Center for Futures Studies
In development with partners such as Orthogonal Research and Education Lab, we have recently laid foundation for the forthcoming establishment of the JOPRO Futures Studies Center (working title).
The Center will serve as a living lab for rigorous, use-inspired work in futures, strategy, and systemic change, as well as advancing new ways of doing science & research and the training around such. Expect public papers, datasets, and deployable tools, plus a pilot micro-residency/cohort soon.
Essay Contest: Future Vision & Voices
Calling builders, researchers, and community voices: the Futures Studies Center Essay Contest spotlights who’s missing from the futures conversation—and the most critical as well as overlooked strategies that create real on-ramps to better worlds. We announce themes and guidelines next week.
2026 Conference Planning
If the core themes within this post resonates — technology + human condition & impact + vision setting & strategy — join us. We’re assembling a coalition to host an event in the second half of 2026 that captures this spirit.

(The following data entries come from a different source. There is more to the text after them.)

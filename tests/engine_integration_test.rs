// ==========================================
// 引擎端到端集成测试
// ==========================================
// 职责: 验证 加载 → 建模 → 目标 → 求解 → 物化落库 全链路
// 场景: 标准场景 A-D + 守恒性质 + 失败路径幂等性
// ==========================================

mod test_helpers;

use std::collections::BTreeMap;
use supply_chain_opt::domain::types::RunStatus;
use supply_chain_opt::engine::OptimizationRunner;
use supply_chain_opt::repository::{OptimalResultRepository, OptimizationRunRepository};
use test_helpers::*;

const TOLERANCE: f64 = 1e-6;

// ==========================================
// 场景A: 最小可行网络
// ==========================================

#[test]
fn test_scenario_a_completes_with_expected_cost() {
    let (_tmp, db_path) = create_test_db().unwrap();
    let conn = open_shared_connection(&db_path).unwrap();
    seed_scenario_a(&conn.lock().unwrap());

    let runner = OptimizationRunner::from_connection(conn.clone());
    let report = runner.execute("run-a");

    assert_eq!(report.status, RunStatus::Completed);
    assert!((report.total_cost.unwrap() - 200.0).abs() < TOLERANCE);

    // 落库校验
    let run_repo = OptimizationRunRepository::from_connection(conn.clone());
    let run = run_repo.find_by_id("run-a").unwrap().unwrap();
    assert_eq!(run.status, RunStatus::Completed);
    assert!((run.total_cost.unwrap() - 200.0).abs() < TOLERANCE);
    assert!(run.is_consistent());

    let result_repo = OptimalResultRepository::from_connection(conn);
    let shipments = result_repo.find_shipments_by_run("run-a").unwrap();
    let production = result_repo.find_production_by_run("run-a").unwrap();

    // 两条通道各一行, 数量均为 50
    assert_eq!(shipments.len(), 2);
    for s in &shipments {
        assert!((s.quantity_shipped - 50.0).abs() < TOLERANCE);
    }
    assert!(shipments
        .iter()
        .any(|s| s.origin_facility_id == "P1" && s.destination_id == "W1"));
    assert!(shipments
        .iter()
        .any(|s| s.origin_facility_id == "W1" && s.destination_id == "C1"));

    // 一行生产结果, 数量 50
    assert_eq!(production.len(), 1);
    assert_eq!(production[0].facility_id, "P1");
    assert!((production[0].quantity_produced - 50.0).abs() < TOLERANCE);
}

// ==========================================
// 场景B: 需求超过产能 => 不可行
// ==========================================

#[test]
fn test_scenario_b_infeasible_demand_fails_without_rows() {
    let (_tmp, db_path) = create_test_db().unwrap();
    let conn = open_shared_connection(&db_path).unwrap();
    seed_scenario_b(&conn.lock().unwrap());

    let runner = OptimizationRunner::from_connection(conn.clone());
    let report = runner.execute("run-b");

    assert_eq!(report.status, RunStatus::Failed);
    assert!(report.total_cost.is_none());

    let run_repo = OptimizationRunRepository::from_connection(conn.clone());
    let run = run_repo.find_by_id("run-b").unwrap().unwrap();
    assert_eq!(run.status, RunStatus::Failed);
    assert!(run.total_cost.is_none());

    let result_repo = OptimalResultRepository::from_connection(conn);
    assert!(result_repo.find_shipments_by_run("run-b").unwrap().is_empty());
    assert!(result_repo.find_production_by_run("run-b").unwrap().is_empty());
}

// ==========================================
// 场景C: 两客户分流, 仓库流平衡
// ==========================================

#[test]
fn test_scenario_c_flow_balance_at_warehouse() {
    let (_tmp, db_path) = create_test_db().unwrap();
    let conn = open_shared_connection(&db_path).unwrap();
    seed_scenario_c(&conn.lock().unwrap());

    let runner = OptimizationRunner::from_connection(conn.clone());
    let report = runner.execute("run-c");
    assert_eq!(report.status, RunStatus::Completed);

    let result_repo = OptimalResultRepository::from_connection(conn);
    let shipments = result_repo.find_shipments_by_run("run-c").unwrap();

    // 入仓 50, 出仓 30 + 20
    let inflow: f64 = shipments
        .iter()
        .filter(|s| s.destination_id == "W1")
        .map(|s| s.quantity_shipped)
        .sum();
    let outflow: f64 = shipments
        .iter()
        .filter(|s| s.origin_facility_id == "W1")
        .map(|s| s.quantity_shipped)
        .sum();

    assert!((inflow - 50.0).abs() < TOLERANCE);
    assert!((outflow - 50.0).abs() < TOLERANCE);
    assert!((inflow - outflow).abs() < TOLERANCE);

    let to_c1: f64 = shipments
        .iter()
        .filter(|s| s.destination_id == "C1")
        .map(|s| s.quantity_shipped)
        .sum();
    let to_c2: f64 = shipments
        .iter()
        .filter(|s| s.destination_id == "C2")
        .map(|s| s.quantity_shipped)
        .sum();
    assert!((to_c1 - 30.0).abs() < TOLERANCE);
    assert!((to_c2 - 20.0).abs() < TOLERANCE);
}

// ==========================================
// 场景D: 零流量通道不产出结果行
// ==========================================

#[test]
fn test_scenario_d_zero_flow_lane_emits_no_row() {
    let (_tmp, db_path) = create_test_db().unwrap();
    let conn = open_shared_connection(&db_path).unwrap();
    seed_scenario_d(&conn.lock().unwrap());

    let runner = OptimizationRunner::from_connection(conn.clone());
    let report = runner.execute("run-d");
    assert_eq!(report.status, RunStatus::Completed);

    // 最优路径经 W1; 经 W2 的贵通道流量为零, 低于重要性阈值
    let result_repo = OptimalResultRepository::from_connection(conn);
    let shipments = result_repo.find_shipments_by_run("run-d").unwrap();
    assert!(!shipments
        .iter()
        .any(|s| s.origin_facility_id == "W2" || s.destination_id == "W2"));
    assert_eq!(shipments.len(), 2);

    // 总成本走便宜路径: 50*(1+2+1)
    assert!((report.total_cost.unwrap() - 200.0).abs() < TOLERANCE);
}

// ==========================================
// 守恒性质
// ==========================================

#[test]
fn test_production_equals_plant_outbound() {
    let (_tmp, db_path) = create_test_db().unwrap();
    let conn = open_shared_connection(&db_path).unwrap();
    seed_scenario_c(&conn.lock().unwrap());

    let runner = OptimizationRunner::from_connection(conn.clone());
    assert_eq!(runner.execute("run-p").status, RunStatus::Completed);

    let result_repo = OptimalResultRepository::from_connection(conn);
    let shipments = result_repo.find_shipments_by_run("run-p").unwrap();
    let production = result_repo.find_production_by_run("run-p").unwrap();

    // 每 (工厂, 产品): 生产量 == 工厂出货量
    let mut outbound: BTreeMap<(String, String), f64> = BTreeMap::new();
    for s in &shipments {
        if s.origin_facility_id == "P1" {
            *outbound
                .entry((s.origin_facility_id.clone(), s.product_id.clone()))
                .or_insert(0.0) += s.quantity_shipped;
        }
    }
    for p in &production {
        let shipped = outbound
            .get(&(p.facility_id.clone(), p.product_id.clone()))
            .copied()
            .unwrap_or(0.0);
        assert!((p.quantity_produced - shipped).abs() < TOLERANCE);
    }
}

#[test]
fn test_demand_satisfaction_with_positive_demand() {
    let (_tmp, db_path) = create_test_db().unwrap();
    let conn = open_shared_connection(&db_path).unwrap();
    seed_scenario_c(&conn.lock().unwrap());

    let runner = OptimizationRunner::from_connection(conn.clone());
    assert_eq!(runner.execute("run-q").status, RunStatus::Completed);

    let result_repo = OptimalResultRepository::from_connection(conn);
    let shipments = result_repo.find_shipments_by_run("run-q").unwrap();

    // 每正需求 (客户, 产品): 入流 >= 需求
    for (customer, demand) in [("C1", 30.0), ("C2", 20.0)] {
        let inflow: f64 = shipments
            .iter()
            .filter(|s| s.destination_id == customer && s.product_id == "SKU1")
            .map(|s| s.quantity_shipped)
            .sum();
        assert!(inflow >= demand - TOLERANCE);
    }
}

// ==========================================
// 失败路径
// ==========================================

#[test]
fn test_empty_reference_table_fails_with_no_rows() {
    let (_tmp, db_path) = create_test_db().unwrap();
    let conn = open_shared_connection(&db_path).unwrap();
    // 不播种任何参考数据 => DataUnavailable

    let runner = OptimizationRunner::from_connection(conn.clone());
    let report = runner.execute("run-empty");

    assert_eq!(report.status, RunStatus::Failed);
    assert!(report.failure_reason.is_some());

    // 终态已写, 无结果行
    let run_repo = OptimizationRunRepository::from_connection(conn.clone());
    let run = run_repo.find_by_id("run-empty").unwrap().unwrap();
    assert_eq!(run.status, RunStatus::Failed);
    assert!(run.total_cost.is_none());

    let result_repo = OptimalResultRepository::from_connection(conn);
    assert!(result_repo
        .find_shipments_by_run("run-empty")
        .unwrap()
        .is_empty());
    assert!(result_repo
        .find_production_by_run("run-empty")
        .unwrap()
        .is_empty());
}

#[test]
fn test_duplicate_run_id_leaves_first_run_untouched() {
    let (_tmp, db_path) = create_test_db().unwrap();
    let conn = open_shared_connection(&db_path).unwrap();
    seed_scenario_a(&conn.lock().unwrap());

    let runner = OptimizationRunner::from_connection(conn.clone());
    let first = runner.execute("run-dup");
    assert_eq!(first.status, RunStatus::Completed);

    // 同一 run_id 再次触发: 插入冲突, 已有记录不被触碰
    let second = runner.execute("run-dup");
    assert_eq!(second.status, RunStatus::Failed);
    assert!(second.failure_reason.is_some());

    let run_repo = OptimizationRunRepository::from_connection(conn.clone());
    let run = run_repo.find_by_id("run-dup").unwrap().unwrap();
    assert_eq!(run.status, RunStatus::Completed);
    assert!((run.total_cost.unwrap() - 200.0).abs() < TOLERANCE);

    // 结果行没有被重复写入
    let result_repo = OptimalResultRepository::from_connection(conn);
    assert_eq!(result_repo.find_shipments_by_run("run-dup").unwrap().len(), 2);
    assert_eq!(
        result_repo.find_production_by_run("run-dup").unwrap().len(),
        1
    );
}

// ==========================================
// 成本查找: 重复通道首条匹配
// ==========================================

#[test]
fn test_duplicate_lane_cost_uses_first_row() {
    let (_tmp, db_path) = create_test_db().unwrap();
    let conn = open_shared_connection(&db_path).unwrap();
    {
        let guard = conn.lock().unwrap();
        insert_facility(&guard, "P1", "PLANT", Some(100.0), 1.0);
        insert_facility(&guard, "W1", "WAREHOUSE", None, 0.0);
        insert_product(&guard, "SKU1");
        insert_lane(&guard, "P1", "W1", 2.0);
        insert_lane(&guard, "P1", "W1", 99.0); // 重复通道行, 应被首条遮蔽
        insert_lane(&guard, "W1", "C1", 1.0);
        insert_order(&guard, "C1", "SKU1", 50.0);
    }

    let runner = OptimizationRunner::from_connection(conn);
    let report = runner.execute("run-lane-dup");

    assert_eq!(report.status, RunStatus::Completed);
    // 首条成本 2 生效: 50*(1+2+1)=200; 若取后条则为 5050
    assert!((report.total_cost.unwrap() - 200.0).abs() < TOLERANCE);
}
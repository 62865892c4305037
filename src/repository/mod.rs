// ==========================================
// 供应链网络优化系统 - 数据仓储层
// ==========================================
// 红线: Repository 不含业务逻辑
// ==========================================
// 职责: 提供数据访问接口,屏蔽数据库细节
// 约束: 所有查询使用参数化,防止 SQL 注入
// ==========================================

pub mod analytics_repo;
pub mod error;
pub mod queue_repo;
pub mod reference_repo;
pub mod result_repo;
pub mod run_repo;

// 重导出核心仓储
pub use analytics_repo::{AnalyticsViewRepository, ALLOWED_VIEWS};
pub use error::{RepositoryError, RepositoryResult};
pub use queue_repo::{QueueTask, RunQueueRepository};
pub use reference_repo::ReferenceDataRepository;
pub use result_repo::OptimalResultRepository;
pub use run_repo::OptimizationRunRepository;
// ==========================================
// 导入层集成测试
// ==========================================
// 职责: 验证 CSV 参考数据导入 → 优化运行 的数据通路,
//       以及坏行拒绝与报告行为
// ==========================================

mod test_helpers;

use std::fs;
use std::path::PathBuf;
use supply_chain_opt::domain::types::RunStatus;
use supply_chain_opt::engine::OptimizationRunner;
use supply_chain_opt::importer::{ImportError, ReferenceDataImporter};
use supply_chain_opt::repository::ReferenceDataRepository;
use test_helpers::*;

/// 写入一个临时 CSV 文件
fn write_csv(dir: &tempfile::TempDir, name: &str, content: &str) -> PathBuf {
    let path = dir.path().join(name);
    fs::write(&path, content).unwrap();
    path
}

#[test]
fn test_import_full_network_and_optimize() {
    let (_tmp, db_path) = create_test_db().unwrap();
    let conn = open_shared_connection(&db_path).unwrap();
    let dir = tempfile::tempdir().unwrap();

    let facilities = write_csv(
        &dir,
        "facilities.csv",
        "facility_id,facility_type,capacity_units,variable_cost_per_unit\n\
         P1,PLANT,100.0,1.0\n\
         W1,WAREHOUSE,,0.0\n",
    );
    let products = write_csv(&dir, "products.csv", "product_id\nSKU1\n");
    let lanes = write_csv(
        &dir,
        "lanes.csv",
        "origin_facility_id,destination_id,cost_per_unit\n\
         P1,W1,2.0\n\
         W1,C1,1.0\n",
    );
    let orders = write_csv(
        &dir,
        "orders.csv",
        "customer_id,product_id,quantity_ordered\nC1,SKU1,50.0\n",
    );

    let importer = ReferenceDataImporter::from_connection(conn.clone());
    assert_eq!(importer.import_facilities(&facilities).unwrap().imported_rows, 2);
    assert_eq!(importer.import_products(&products).unwrap().imported_rows, 1);
    assert_eq!(importer.import_lanes(&lanes).unwrap().imported_rows, 2);
    assert_eq!(importer.import_orders(&orders).unwrap().imported_rows, 1);

    // 导入的数据可直接驱动一次完整优化
    let runner = OptimizationRunner::from_connection(conn);
    let report = runner.execute("run-import");
    assert_eq!(report.status, RunStatus::Completed);
    assert!((report.total_cost.unwrap() - 200.0).abs() < 1e-6);
}

#[test]
fn test_bad_rows_are_rejected_with_reasons() {
    let (_tmp, db_path) = create_test_db().unwrap();
    let conn = open_shared_connection(&db_path).unwrap();
    let dir = tempfile::tempdir().unwrap();

    let facilities = write_csv(
        &dir,
        "facilities.csv",
        "facility_id,facility_type,capacity_units,variable_cost_per_unit\n\
         P1,PLANT,100.0,1.0\n\
         X1,DEPOT,50.0,1.0\n\
         ,PLANT,10.0,1.0\n",
    );
    let orders = write_csv(
        &dir,
        "orders.csv",
        "customer_id,product_id,quantity_ordered\n\
         C1,SKU1,50.0\n\
         C2,SKU1,-3.0\n",
    );

    let importer = ReferenceDataImporter::from_connection(conn.clone());

    let report = importer.import_facilities(&facilities).unwrap();
    assert_eq!(report.total_rows, 3);
    assert_eq!(report.imported_rows, 1);
    assert_eq!(report.rejected_rows.len(), 2);
    // 行号从数据首行(第2行)起算
    assert!(report.rejected_rows.iter().any(|(row, _)| *row == 3));

    let report = importer.import_orders(&orders).unwrap();
    assert_eq!(report.imported_rows, 1);
    assert_eq!(report.rejected_rows.len(), 1);

    // 好行已入库
    let repo = ReferenceDataRepository::from_connection(conn);
    assert_eq!(repo.load_facilities().unwrap().len(), 1);
    assert_eq!(repo.load_orders().unwrap().len(), 1);
}

#[test]
fn test_missing_file_is_file_not_found() {
    let (_tmp, db_path) = create_test_db().unwrap();
    let conn = open_shared_connection(&db_path).unwrap();
    let importer = ReferenceDataImporter::from_connection(conn);

    let err = importer
        .import_products(std::path::Path::new("/nonexistent/products.csv"))
        .unwrap_err();
    assert!(matches!(err, ImportError::FileNotFound(_)));
}

#[test]
fn test_non_csv_extension_is_unsupported() {
    let (_tmp, db_path) = create_test_db().unwrap();
    let conn = open_shared_connection(&db_path).unwrap();
    let dir = tempfile::tempdir().unwrap();
    let path = write_csv(&dir, "products.xlsx", "product_id\nSKU1\n");

    let importer = ReferenceDataImporter::from_connection(conn);
    let err = importer.import_products(&path).unwrap_err();
    assert!(matches!(err, ImportError::UnsupportedFormat(_)));
}
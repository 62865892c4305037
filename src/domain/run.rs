// ==========================================
// 供应链网络优化系统 - 运行领域模型
// ==========================================
// 依据: Network_Optimizer_Design_v0.2.md - 2.3 运行与结果
// 红线: 结果行仅追加, 不可反向修改
// ==========================================

use crate::domain::types::RunStatus;
use chrono::NaiveDateTime;
use serde::{Deserialize, Serialize};

// ==========================================
// OptimizationRun - 优化运行
// ==========================================
// 生命周期: 创建时插入 RUNNING, 终态时更新一次, 从不删除
#[derive(Debug, Clone, Serialize, Deserialize)]
pub struct OptimizationRun {
    pub run_id: String,             // 运行ID (调用方提供或生成, 全局唯一)
    pub run_timestamp: NaiveDateTime, // 创建时间
    pub status: RunStatus,          // 运行状态
    pub total_cost: Option<f64>,    // 总成本 (仅 COMPLETED 非空)
}

impl OptimizationRun {
    /// 不变式检查: total_cost 非空 当且仅当 status = COMPLETED
    pub fn is_consistent(&self) -> bool {
        match self.status {
            RunStatus::Completed => self.total_cost.is_some(),
            _ => self.total_cost.is_none(),
        }
    }
}

// ==========================================
// OptimalShipment - 最优运输量结果行
// ==========================================
// 每个超过重要性阈值的运输变量一行
#[derive(Debug, Clone, Serialize, Deserialize)]
pub struct OptimalShipment {
    pub run_id: String,             // 关联运行
    pub origin_facility_id: String, // 起点设施
    pub destination_id: String,     // 终点
    pub product_id: String,         // 产品
    pub quantity_shipped: f64,      // 运输量
}

// ==========================================
// OptimalProduction - 最优生产量结果行
// ==========================================
#[derive(Debug, Clone, Serialize, Deserialize)]
pub struct OptimalProduction {
    pub run_id: String,        // 关联运行
    pub facility_id: String,   // 工厂
    pub product_id: String,    // 产品
    pub quantity_produced: f64, // 生产量
}
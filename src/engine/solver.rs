// ==========================================
// 供应链网络优化系统 - 求解编排器
// ==========================================
// 职责: 把装配好的变量/约束/目标交给数值求解器, 归类终态
// 契约: 求解器是不透明黑盒; 给定模型的最优目标值确定,
//       简并情形下变量取值不保证唯一
// 终态: 仅 OPTIMAL 进入结果提取, 其余一律走 FAILED 路线
// ==========================================

use crate::domain::types::SolveStatus;
use crate::engine::model::{NetworkModel, ProductionKey, ShipmentKey};
use good_lp::{default_solver, Expression, ResolutionError, Solution, SolverModel};
use std::collections::BTreeMap;
use tracing::{debug, info, warn};

// ==========================================
// SolveOutcome - 求解结果
// ==========================================
#[derive(Debug)]
pub struct SolveOutcome {
    pub status: SolveStatus,
    /// 最优目标函数值 (仅 OPTIMAL 非空)
    pub objective_value: Option<f64>,
    /// 生产变量取值 (仅 OPTIMAL 非空)
    pub production_values: BTreeMap<ProductionKey, f64>,
    /// 运输变量取值 (仅 OPTIMAL 非空)
    pub shipment_values: BTreeMap<ShipmentKey, f64>,
}

impl SolveOutcome {
    fn non_optimal(status: SolveStatus) -> Self {
        Self {
            status,
            objective_value: None,
            production_values: BTreeMap::new(),
            shipment_values: BTreeMap::new(),
        }
    }
}

// ==========================================
// SolveOrchestrator - 求解编排器
// ==========================================
pub struct SolveOrchestrator;

impl SolveOrchestrator {
    /// 最小化求解
    ///
    /// # 参数
    /// - model: 网络流模型 (变量与约束被本次求解消耗)
    /// - objective: 最小化目标表达式
    pub fn solve(model: NetworkModel, objective: Expression) -> SolveOutcome {
        let NetworkModel {
            variables,
            production_vars,
            shipment_vars,
            constraints,
            ..
        } = model;

        info!(
            production_vars_count = production_vars.len(),
            shipment_vars_count = shipment_vars.len(),
            constraints_count = constraints.len(),
            "开始求解"
        );

        // 目标表达式留一份副本, 用于回读最优目标值
        let objective_snapshot = objective.clone();

        let mut problem = variables.minimise(objective).using(default_solver);
        for labeled in constraints {
            debug!(label = %labeled.label, "注册约束");
            problem = problem.with(labeled.constraint);
        }

        match problem.solve() {
            Ok(solution) => {
                let production_values: BTreeMap<ProductionKey, f64> = production_vars
                    .iter()
                    .map(|(key, var)| (key.clone(), solution.value(*var)))
                    .collect();
                let shipment_values: BTreeMap<ShipmentKey, f64> = shipment_vars
                    .iter()
                    .map(|(key, var)| (key.clone(), solution.value(*var)))
                    .collect();
                let objective_value = solution.eval(&objective_snapshot);

                info!(objective_value, "求得最优解");

                SolveOutcome {
                    status: SolveStatus::Optimal,
                    objective_value: Some(objective_value),
                    production_values,
                    shipment_values,
                }
            }
            Err(ResolutionError::Infeasible) => {
                // 预期业务结果 (如需求超过总产能), 不是程序错误
                warn!("模型不可行");
                SolveOutcome::non_optimal(SolveStatus::Infeasible)
            }
            Err(ResolutionError::Unbounded) => {
                warn!("模型无界");
                SolveOutcome::non_optimal(SolveStatus::Unbounded)
            }
            Err(e) => {
                warn!(error = %e, "求解器返回其他非最优终态");
                SolveOutcome::non_optimal(SolveStatus::Other)
            }
        }
    }
}
// ==========================================
// 供应链网络优化系统 - 领域类型定义
// ==========================================
// 依据: Network_Optimizer_Design_v0.2.md - 2.1 实体与状态
// 序列化格式: SCREAMING_SNAKE_CASE (与数据库一致)
// ==========================================

use serde::{Deserialize, Serialize};
use std::fmt;

// ==========================================
// 设施类型 (Facility Type)
// ==========================================
// 红线: 只有 Plant 持有产能与生产变量
#[derive(Debug, Clone, Copy, PartialEq, Eq, Serialize, Deserialize)]
#[serde(rename_all = "SCREAMING_SNAKE_CASE")]
pub enum FacilityType {
    Plant,     // 工厂 (生产节点)
    Warehouse, // 仓库 (中转节点)
}

impl fmt::Display for FacilityType {
    fn fmt(&self, f: &mut fmt::Formatter<'_>) -> fmt::Result {
        match self {
            FacilityType::Plant => write!(f, "PLANT"),
            FacilityType::Warehouse => write!(f, "WAREHOUSE"),
        }
    }
}

impl FacilityType {
    /// 从字符串解析设施类型
    pub fn from_str(s: &str) -> Option<Self> {
        match s.to_uppercase().as_str() {
            "PLANT" => Some(FacilityType::Plant),
            "WAREHOUSE" => Some(FacilityType::Warehouse),
            _ => None,
        }
    }

    /// 转换为数据库存储的字符串
    pub fn to_db_str(&self) -> &'static str {
        match self {
            FacilityType::Plant => "PLANT",
            FacilityType::Warehouse => "WAREHOUSE",
        }
    }
}

// ==========================================
// 运行状态 (Run Status)
// ==========================================
// 状态机: RUNNING -> COMPLETED | FAILED
// 红线: 控制器返回后不允许残留 RUNNING
#[derive(Debug, Clone, Copy, PartialEq, Eq, Serialize, Deserialize)]
#[serde(rename_all = "SCREAMING_SNAKE_CASE")]
pub enum RunStatus {
    Running,   // 执行中
    Completed, // 已完成 (total_cost 非空)
    Failed,    // 已失败 (total_cost 为空)
}

impl fmt::Display for RunStatus {
    fn fmt(&self, f: &mut fmt::Formatter<'_>) -> fmt::Result {
        match self {
            RunStatus::Running => write!(f, "RUNNING"),
            RunStatus::Completed => write!(f, "COMPLETED"),
            RunStatus::Failed => write!(f, "FAILED"),
        }
    }
}

impl RunStatus {
    /// 从字符串解析运行状态
    pub fn from_str(s: &str) -> Option<Self> {
        match s.to_uppercase().as_str() {
            "RUNNING" => Some(RunStatus::Running),
            "COMPLETED" => Some(RunStatus::Completed),
            "FAILED" => Some(RunStatus::Failed),
            _ => None,
        }
    }

    /// 转换为数据库存储的字符串
    pub fn to_db_str(&self) -> &'static str {
        match self {
            RunStatus::Running => "RUNNING",
            RunStatus::Completed => "COMPLETED",
            RunStatus::Failed => "FAILED",
        }
    }

    /// 是否为终态
    pub fn is_terminal(&self) -> bool {
        matches!(self, RunStatus::Completed | RunStatus::Failed)
    }
}

// ==========================================
// 求解状态 (Solve Status)
// ==========================================
// 求解器终态的内部归类, 仅 Optimal 允许进入结果落库
#[derive(Debug, Clone, Copy, PartialEq, Eq, Serialize, Deserialize)]
#[serde(rename_all = "SCREAMING_SNAKE_CASE")]
pub enum SolveStatus {
    Optimal,    // 最优解
    Infeasible, // 不可行 (如需求超过总产能)
    Unbounded,  // 无界
    Other,      // 其他非最优终态
}

impl fmt::Display for SolveStatus {
    fn fmt(&self, f: &mut fmt::Formatter<'_>) -> fmt::Result {
        match self {
            SolveStatus::Optimal => write!(f, "OPTIMAL"),
            SolveStatus::Infeasible => write!(f, "INFEASIBLE"),
            SolveStatus::Unbounded => write!(f, "UNBOUNDED"),
            SolveStatus::Other => write!(f, "OTHER"),
        }
    }
}
// ==========================================
// 供应链网络优化系统 - 领域层
// ==========================================
// 职责: 定义网络实体与运行实体, 不含数据访问
// ==========================================

pub mod network;
pub mod run;
pub mod types;

// 重导出核心实体
pub use network::{CustomerOrder, Facility, Product, ReferenceData, TransportationLane};
pub use run::{OptimalProduction, OptimalShipment, OptimizationRun};
pub use types::{FacilityType, RunStatus, SolveStatus};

What we’ll curate: keynotes, interdisciplinary panels, demo + critique labs, a workshop or skill & strategy studio, and an exhibit of beacons (maps, docs, demos).
Who belongs in the room: researchers, founders & venture supporters, educators, policy folks, artists/designers, and student cohorts.
How to plug in: co-curate a track, propose a session or demo, mentor/jury Future Vision & Voices, sponsor seats or a micro-residency, or offer a host site.
Location is not yet set, but we aim for it to be hybrid or with a definite virtual component. Discussion is underway for the Boston/Cambridge area.
Get involved!
Interested in any of these opportunities — or would you like to collaborate on related projects or initiatives? We’ll send RFPs, dates, and materials as they open. We look forward to hearing from you.
👉 One step for everything: [Interest Form]
Thank you for your interest in building futures!
Jes Parent
Boston, August 2025
About the Author
Jesse Parent holds a M.S. in Data Science from the Halıcıoğlu Data Science Institute, University of California, San Diego. He brings nearly 15 years of experience in startups, technology R&D, and strategic consulting. Jesse is the Founder of JOPRO and Director of the “From Here to There: Strategy and Mentorship for Innovators” initiative, developing curriculum and training for next-generation leadership. He has presented work at institutions including the Oxford Internet Institute at Oxford University, Boston University, and the University of Washington School of Law, and recently served as a judge at MIT AI Venture Studio Demo Day. [Links & Social Media]
If a full coverage of the actual residents and their projects becomes available, I will return to link it here — as an exhibitor myself, I didn’t have time to adequately view or cover all of the Residency projects.
Edit: Hiroshi Ishii made his Keynote slides available on social media.
Disclaimer: I started writing this three days before the public announcement of her engagement on the 26 of August. Also, to the Swifties who will eventually read this: I am mostly a local, but I have asked a certified Taylor fan to review this before publication.
At the time of this posting, there is no publicly available footage of the panels or event at large. This post will be updated accordingly. Yes, it was worded that way because that song.
Edit: I eventually did find out, and updated accordingly. Would still love to talk with organizers more and also discuss, for forthcoming events, how to reproduce similar mixes of speakers.